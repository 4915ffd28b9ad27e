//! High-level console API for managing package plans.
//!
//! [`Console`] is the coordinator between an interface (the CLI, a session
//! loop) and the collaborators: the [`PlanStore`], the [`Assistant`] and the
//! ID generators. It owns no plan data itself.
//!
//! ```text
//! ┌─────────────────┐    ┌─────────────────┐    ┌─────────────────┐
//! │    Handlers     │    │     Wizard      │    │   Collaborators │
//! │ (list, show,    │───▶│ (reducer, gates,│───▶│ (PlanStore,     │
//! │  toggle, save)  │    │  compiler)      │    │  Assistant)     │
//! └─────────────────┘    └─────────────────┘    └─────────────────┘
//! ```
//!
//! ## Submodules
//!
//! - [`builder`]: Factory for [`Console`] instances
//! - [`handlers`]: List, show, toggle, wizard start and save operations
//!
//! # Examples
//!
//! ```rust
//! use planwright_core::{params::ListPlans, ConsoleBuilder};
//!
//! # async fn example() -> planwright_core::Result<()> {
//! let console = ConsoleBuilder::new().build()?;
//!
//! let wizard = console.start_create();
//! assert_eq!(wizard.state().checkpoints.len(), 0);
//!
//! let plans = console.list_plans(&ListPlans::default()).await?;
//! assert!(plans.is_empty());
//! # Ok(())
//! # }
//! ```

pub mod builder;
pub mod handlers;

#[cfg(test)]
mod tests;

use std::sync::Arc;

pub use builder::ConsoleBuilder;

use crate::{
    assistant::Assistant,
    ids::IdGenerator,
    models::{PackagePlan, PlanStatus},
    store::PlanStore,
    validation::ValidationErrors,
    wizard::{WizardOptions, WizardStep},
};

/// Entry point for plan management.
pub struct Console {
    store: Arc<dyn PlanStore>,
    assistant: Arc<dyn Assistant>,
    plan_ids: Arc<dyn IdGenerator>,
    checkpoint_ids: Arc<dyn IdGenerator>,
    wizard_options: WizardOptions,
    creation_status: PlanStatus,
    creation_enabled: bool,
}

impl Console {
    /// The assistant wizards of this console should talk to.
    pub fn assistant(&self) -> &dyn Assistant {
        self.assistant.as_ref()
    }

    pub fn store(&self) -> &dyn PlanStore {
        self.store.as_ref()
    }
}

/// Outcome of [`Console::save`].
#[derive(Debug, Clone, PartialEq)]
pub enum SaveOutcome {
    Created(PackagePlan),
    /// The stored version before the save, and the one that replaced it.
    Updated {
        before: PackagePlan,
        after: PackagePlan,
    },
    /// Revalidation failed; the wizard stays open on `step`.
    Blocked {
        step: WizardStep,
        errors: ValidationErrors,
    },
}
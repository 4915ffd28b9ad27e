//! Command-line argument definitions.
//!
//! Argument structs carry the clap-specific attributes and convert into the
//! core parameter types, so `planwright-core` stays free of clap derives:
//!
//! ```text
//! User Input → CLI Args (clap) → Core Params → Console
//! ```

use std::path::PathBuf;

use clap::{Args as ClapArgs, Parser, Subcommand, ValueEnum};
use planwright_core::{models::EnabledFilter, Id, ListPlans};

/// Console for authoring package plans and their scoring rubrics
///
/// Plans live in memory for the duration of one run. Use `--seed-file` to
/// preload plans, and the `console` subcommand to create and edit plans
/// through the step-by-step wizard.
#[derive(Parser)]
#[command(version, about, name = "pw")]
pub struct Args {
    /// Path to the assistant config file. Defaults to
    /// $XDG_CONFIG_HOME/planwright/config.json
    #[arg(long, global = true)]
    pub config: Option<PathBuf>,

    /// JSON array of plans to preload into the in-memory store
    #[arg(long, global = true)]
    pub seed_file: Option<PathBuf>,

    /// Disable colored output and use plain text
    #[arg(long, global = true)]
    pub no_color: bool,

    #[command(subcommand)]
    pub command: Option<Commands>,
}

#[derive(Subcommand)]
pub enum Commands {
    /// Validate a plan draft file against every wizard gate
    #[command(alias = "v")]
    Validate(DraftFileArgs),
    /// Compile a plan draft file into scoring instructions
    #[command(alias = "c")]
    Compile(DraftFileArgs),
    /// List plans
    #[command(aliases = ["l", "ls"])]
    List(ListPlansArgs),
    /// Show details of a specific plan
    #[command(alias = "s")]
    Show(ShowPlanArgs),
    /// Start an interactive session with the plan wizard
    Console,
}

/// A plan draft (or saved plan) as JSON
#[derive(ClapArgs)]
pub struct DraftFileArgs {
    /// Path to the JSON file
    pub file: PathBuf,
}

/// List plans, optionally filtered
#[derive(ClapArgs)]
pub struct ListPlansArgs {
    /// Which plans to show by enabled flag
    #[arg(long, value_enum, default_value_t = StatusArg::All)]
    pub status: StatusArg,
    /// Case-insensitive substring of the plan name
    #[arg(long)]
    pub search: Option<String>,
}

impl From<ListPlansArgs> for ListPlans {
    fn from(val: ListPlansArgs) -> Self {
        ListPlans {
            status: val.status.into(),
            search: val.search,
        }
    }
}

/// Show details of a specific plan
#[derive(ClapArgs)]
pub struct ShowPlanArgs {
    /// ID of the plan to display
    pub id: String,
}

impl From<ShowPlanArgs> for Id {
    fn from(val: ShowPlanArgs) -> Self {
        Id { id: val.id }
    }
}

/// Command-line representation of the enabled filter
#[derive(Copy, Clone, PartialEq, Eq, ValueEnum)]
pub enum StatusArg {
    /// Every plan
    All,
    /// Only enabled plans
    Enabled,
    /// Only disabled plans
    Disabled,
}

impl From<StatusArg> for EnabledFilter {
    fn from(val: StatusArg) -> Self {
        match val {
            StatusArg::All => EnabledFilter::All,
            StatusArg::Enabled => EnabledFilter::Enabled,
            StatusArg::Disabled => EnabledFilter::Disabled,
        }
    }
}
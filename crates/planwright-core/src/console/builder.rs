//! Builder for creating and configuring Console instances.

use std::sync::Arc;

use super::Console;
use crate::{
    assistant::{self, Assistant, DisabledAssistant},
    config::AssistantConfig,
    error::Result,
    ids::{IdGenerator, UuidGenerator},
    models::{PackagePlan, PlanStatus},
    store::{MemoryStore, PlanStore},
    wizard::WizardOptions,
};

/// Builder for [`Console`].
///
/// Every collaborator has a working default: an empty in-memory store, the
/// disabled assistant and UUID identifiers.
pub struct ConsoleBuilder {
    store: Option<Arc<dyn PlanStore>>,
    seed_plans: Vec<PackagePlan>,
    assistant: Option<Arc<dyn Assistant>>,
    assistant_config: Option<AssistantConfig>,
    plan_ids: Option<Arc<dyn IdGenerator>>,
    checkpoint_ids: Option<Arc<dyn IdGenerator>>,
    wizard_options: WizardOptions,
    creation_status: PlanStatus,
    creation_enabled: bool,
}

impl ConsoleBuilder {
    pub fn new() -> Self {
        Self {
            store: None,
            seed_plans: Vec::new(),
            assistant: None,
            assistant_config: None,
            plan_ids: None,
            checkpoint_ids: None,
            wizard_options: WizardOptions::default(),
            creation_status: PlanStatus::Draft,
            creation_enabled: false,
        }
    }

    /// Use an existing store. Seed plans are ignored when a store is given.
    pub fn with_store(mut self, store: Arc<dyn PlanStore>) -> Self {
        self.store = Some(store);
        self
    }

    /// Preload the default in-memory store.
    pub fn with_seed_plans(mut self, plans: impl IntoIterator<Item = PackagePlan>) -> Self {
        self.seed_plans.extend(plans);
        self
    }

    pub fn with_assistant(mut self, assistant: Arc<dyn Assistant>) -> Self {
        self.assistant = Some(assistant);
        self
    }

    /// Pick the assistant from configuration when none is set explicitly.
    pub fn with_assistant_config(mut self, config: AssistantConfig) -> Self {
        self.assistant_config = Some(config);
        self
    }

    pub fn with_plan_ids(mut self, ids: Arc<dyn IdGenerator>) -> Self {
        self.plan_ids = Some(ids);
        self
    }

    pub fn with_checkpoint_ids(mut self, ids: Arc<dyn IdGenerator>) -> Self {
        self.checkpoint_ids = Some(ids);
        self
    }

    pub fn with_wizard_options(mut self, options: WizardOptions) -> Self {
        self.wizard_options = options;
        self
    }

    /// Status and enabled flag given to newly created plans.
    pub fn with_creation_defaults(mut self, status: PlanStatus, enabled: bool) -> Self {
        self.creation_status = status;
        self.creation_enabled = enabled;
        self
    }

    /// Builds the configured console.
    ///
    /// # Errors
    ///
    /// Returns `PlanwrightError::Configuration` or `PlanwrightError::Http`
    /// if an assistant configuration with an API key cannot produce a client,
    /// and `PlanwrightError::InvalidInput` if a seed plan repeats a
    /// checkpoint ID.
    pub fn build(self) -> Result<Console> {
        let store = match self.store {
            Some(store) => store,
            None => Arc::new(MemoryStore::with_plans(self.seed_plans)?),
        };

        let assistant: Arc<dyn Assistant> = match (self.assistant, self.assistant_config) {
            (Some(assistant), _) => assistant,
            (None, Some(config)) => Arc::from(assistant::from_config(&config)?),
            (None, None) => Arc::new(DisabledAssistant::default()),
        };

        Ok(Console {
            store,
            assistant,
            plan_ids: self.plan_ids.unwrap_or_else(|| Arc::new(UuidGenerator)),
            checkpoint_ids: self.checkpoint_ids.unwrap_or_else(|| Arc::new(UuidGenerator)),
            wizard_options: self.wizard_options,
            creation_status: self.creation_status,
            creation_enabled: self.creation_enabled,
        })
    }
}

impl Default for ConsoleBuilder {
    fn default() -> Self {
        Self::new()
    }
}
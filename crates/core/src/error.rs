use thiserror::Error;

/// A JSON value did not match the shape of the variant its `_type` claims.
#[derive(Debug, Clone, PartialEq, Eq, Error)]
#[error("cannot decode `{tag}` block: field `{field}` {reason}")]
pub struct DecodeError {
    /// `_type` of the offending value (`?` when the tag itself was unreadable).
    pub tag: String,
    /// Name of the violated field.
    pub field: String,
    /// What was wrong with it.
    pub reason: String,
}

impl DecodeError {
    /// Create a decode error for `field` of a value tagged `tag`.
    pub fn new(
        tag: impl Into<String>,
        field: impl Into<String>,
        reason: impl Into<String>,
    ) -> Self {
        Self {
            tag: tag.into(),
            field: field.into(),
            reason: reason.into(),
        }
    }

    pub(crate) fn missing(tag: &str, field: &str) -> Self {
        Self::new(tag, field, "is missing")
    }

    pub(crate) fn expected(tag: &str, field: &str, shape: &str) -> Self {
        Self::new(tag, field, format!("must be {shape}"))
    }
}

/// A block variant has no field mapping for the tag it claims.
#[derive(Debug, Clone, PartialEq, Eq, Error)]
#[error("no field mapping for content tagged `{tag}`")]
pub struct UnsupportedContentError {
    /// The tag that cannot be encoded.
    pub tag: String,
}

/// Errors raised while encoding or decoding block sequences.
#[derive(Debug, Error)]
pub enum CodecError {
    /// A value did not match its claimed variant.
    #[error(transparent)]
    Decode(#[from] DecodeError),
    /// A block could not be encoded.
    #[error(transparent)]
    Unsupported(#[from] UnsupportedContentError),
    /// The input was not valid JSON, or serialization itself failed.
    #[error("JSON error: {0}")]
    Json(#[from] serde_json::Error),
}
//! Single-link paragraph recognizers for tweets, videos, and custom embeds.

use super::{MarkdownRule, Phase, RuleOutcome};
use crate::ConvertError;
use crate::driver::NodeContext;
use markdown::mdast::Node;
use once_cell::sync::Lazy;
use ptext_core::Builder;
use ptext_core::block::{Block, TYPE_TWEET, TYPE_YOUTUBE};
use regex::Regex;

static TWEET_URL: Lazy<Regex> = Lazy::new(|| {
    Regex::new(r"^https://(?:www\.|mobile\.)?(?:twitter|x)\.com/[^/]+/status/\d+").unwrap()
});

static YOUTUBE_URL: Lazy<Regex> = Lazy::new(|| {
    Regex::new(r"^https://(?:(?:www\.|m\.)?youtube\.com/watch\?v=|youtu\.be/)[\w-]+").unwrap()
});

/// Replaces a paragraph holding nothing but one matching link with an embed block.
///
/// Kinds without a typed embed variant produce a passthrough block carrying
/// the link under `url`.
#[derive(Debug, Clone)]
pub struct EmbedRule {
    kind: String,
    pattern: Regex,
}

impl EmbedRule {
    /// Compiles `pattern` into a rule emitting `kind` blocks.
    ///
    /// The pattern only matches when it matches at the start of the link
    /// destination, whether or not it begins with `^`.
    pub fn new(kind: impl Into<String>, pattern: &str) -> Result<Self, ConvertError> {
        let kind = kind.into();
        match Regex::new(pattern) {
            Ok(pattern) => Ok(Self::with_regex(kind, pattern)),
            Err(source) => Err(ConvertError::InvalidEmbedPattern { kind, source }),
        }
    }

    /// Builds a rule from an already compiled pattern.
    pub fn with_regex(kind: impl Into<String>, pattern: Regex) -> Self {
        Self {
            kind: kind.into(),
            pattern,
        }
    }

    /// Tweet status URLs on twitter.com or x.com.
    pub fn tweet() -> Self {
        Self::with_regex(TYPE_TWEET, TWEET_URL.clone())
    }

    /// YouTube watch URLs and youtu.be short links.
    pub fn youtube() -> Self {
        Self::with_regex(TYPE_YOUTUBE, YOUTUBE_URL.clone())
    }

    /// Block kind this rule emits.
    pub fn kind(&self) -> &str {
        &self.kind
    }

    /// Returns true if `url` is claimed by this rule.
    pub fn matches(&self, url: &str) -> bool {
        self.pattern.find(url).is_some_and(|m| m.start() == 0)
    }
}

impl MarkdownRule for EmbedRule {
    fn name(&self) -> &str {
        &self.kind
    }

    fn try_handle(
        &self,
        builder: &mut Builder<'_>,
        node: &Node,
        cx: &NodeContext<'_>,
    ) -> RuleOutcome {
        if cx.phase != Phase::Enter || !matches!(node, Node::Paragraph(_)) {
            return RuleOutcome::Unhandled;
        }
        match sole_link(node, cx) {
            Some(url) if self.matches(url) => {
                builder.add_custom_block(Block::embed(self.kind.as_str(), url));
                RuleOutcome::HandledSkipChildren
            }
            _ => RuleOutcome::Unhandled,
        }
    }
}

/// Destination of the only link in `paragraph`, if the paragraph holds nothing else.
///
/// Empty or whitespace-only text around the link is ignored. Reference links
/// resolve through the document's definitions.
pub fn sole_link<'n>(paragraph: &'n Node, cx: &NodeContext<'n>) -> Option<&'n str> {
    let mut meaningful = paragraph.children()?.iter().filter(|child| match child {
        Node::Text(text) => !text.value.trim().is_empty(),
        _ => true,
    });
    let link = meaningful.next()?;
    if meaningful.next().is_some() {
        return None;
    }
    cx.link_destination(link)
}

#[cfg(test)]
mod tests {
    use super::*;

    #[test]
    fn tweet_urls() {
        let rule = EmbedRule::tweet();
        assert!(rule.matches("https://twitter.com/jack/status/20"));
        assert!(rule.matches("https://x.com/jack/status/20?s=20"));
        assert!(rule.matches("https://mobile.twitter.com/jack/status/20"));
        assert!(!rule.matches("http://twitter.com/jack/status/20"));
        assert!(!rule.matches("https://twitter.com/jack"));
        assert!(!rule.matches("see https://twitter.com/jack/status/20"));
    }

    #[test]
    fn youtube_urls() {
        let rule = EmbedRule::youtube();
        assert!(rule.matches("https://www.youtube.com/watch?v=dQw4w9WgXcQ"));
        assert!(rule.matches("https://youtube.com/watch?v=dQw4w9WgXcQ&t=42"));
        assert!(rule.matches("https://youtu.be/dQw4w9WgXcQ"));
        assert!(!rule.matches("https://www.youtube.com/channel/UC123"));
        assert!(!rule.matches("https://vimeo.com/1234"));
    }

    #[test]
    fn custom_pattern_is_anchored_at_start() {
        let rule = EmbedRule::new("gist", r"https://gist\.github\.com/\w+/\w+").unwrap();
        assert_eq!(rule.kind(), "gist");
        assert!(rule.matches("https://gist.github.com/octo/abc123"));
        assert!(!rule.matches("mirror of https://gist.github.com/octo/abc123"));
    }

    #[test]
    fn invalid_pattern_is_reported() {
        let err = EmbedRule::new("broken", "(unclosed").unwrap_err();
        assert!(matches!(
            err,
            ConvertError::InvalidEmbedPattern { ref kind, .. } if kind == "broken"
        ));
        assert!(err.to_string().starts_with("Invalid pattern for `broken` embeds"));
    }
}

****************************************

__Problem statement__: Matching lines for the string "itself": work out how many the records contain and write only the number.

__Answer__: 3